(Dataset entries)
########################################

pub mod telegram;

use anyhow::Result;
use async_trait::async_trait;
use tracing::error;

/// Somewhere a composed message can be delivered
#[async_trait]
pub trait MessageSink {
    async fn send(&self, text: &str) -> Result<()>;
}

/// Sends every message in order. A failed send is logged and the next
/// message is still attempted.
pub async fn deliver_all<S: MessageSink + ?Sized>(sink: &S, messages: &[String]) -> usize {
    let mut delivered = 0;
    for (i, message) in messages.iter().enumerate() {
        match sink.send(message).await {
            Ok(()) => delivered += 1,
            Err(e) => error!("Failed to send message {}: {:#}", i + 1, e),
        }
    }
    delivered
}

########################################

### Work item
Look above for the line containing "pub async fn", then please write out that line and each one after it through the end, exactly, with nothing else.

### Answer to the problem
pub async fn deliver_all<S: MessageSink + ?Sized>(sink: &S, messages: &[String]) -> usize {
    let mut delivered = 0;
    for (i, message) in messages.iter().enumerate() {
        match sink.send(message).await {
            Ok(()) => delivered += 1,
            Err(e) => error!("Failed to send message {}: {:#}", i + 1, e),
        }
    }
    delivered
}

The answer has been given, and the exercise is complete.